• WORK ORDER: This exercise calls for copying every line below that holds the word "WorkerIdentity".

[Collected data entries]
============

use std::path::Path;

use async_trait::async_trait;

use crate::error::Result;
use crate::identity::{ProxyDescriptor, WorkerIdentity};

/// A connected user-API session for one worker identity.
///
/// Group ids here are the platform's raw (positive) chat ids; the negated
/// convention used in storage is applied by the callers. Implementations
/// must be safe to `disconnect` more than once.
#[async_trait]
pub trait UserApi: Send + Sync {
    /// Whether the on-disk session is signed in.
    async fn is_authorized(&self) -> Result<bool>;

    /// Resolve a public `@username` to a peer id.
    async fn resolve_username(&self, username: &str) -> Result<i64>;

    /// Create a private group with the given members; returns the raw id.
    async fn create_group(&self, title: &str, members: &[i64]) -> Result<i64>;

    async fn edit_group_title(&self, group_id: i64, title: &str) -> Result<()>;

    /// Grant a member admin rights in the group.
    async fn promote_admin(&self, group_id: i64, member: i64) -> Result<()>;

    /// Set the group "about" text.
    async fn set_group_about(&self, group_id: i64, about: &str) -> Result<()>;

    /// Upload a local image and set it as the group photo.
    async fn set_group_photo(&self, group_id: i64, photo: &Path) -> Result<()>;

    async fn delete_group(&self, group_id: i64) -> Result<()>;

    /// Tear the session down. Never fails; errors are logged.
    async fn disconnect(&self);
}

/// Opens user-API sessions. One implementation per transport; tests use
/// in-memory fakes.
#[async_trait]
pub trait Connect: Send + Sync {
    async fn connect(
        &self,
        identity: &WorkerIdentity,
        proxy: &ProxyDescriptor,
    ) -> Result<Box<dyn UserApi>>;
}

============

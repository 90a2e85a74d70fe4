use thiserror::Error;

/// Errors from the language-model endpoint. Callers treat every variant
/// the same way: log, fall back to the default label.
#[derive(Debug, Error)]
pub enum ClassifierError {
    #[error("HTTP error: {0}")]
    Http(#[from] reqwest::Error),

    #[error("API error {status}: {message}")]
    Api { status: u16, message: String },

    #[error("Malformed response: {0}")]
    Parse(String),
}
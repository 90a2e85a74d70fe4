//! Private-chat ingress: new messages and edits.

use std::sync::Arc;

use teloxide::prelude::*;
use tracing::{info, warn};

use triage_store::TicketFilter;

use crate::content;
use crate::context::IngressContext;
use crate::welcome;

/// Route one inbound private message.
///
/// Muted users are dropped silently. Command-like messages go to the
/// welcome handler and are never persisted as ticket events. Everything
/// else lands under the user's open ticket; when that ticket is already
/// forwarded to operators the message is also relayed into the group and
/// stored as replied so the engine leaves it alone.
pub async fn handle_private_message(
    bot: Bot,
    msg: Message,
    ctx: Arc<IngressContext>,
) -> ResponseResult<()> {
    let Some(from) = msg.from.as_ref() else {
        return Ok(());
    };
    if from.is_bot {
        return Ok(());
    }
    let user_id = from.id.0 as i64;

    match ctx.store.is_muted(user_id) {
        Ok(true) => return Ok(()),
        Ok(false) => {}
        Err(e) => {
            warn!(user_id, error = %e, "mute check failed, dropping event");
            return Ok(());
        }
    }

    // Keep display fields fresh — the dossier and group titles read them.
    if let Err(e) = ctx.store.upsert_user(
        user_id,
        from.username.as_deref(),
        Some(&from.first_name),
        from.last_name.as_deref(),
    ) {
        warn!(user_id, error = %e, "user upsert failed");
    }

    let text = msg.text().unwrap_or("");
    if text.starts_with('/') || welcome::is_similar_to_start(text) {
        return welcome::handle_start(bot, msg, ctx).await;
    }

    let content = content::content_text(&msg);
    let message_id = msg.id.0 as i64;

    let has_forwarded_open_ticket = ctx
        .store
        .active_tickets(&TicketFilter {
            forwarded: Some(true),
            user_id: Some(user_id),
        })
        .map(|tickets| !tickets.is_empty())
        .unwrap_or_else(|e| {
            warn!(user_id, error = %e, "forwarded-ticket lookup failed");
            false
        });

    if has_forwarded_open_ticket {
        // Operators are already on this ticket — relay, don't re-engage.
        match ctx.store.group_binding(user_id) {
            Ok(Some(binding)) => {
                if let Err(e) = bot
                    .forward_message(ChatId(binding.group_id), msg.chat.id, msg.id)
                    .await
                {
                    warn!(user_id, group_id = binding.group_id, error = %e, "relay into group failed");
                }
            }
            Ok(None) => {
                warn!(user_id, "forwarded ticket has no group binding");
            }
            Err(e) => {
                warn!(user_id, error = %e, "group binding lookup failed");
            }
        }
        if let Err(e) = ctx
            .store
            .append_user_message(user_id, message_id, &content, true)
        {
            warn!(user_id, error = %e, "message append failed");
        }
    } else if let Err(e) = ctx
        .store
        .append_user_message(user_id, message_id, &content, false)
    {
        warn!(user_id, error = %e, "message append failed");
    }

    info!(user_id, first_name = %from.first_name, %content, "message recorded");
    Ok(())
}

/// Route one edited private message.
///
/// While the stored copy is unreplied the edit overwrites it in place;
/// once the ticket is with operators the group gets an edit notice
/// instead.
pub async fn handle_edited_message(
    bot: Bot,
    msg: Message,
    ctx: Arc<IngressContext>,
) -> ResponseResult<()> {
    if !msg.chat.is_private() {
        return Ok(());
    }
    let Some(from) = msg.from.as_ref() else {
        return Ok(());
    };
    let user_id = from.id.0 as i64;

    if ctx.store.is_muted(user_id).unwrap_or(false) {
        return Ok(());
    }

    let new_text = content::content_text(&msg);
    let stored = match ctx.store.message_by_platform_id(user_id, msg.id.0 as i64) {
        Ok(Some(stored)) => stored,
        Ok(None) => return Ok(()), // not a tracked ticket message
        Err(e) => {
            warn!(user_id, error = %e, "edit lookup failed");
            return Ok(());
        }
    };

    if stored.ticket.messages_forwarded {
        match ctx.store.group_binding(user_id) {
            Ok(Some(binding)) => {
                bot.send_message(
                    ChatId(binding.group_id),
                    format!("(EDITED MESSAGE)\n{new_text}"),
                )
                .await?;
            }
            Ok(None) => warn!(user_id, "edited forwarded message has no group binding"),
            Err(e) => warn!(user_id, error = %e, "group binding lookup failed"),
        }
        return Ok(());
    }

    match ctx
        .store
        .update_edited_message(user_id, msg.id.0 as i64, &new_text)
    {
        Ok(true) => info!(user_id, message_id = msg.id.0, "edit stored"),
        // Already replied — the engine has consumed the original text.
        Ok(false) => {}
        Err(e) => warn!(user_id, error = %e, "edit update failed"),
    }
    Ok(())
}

============

• SOLUTION FOR THIS EXERCISE:
use crate::identity::{ProxyDescriptor, WorkerIdentity};
        identity: &WorkerIdentity,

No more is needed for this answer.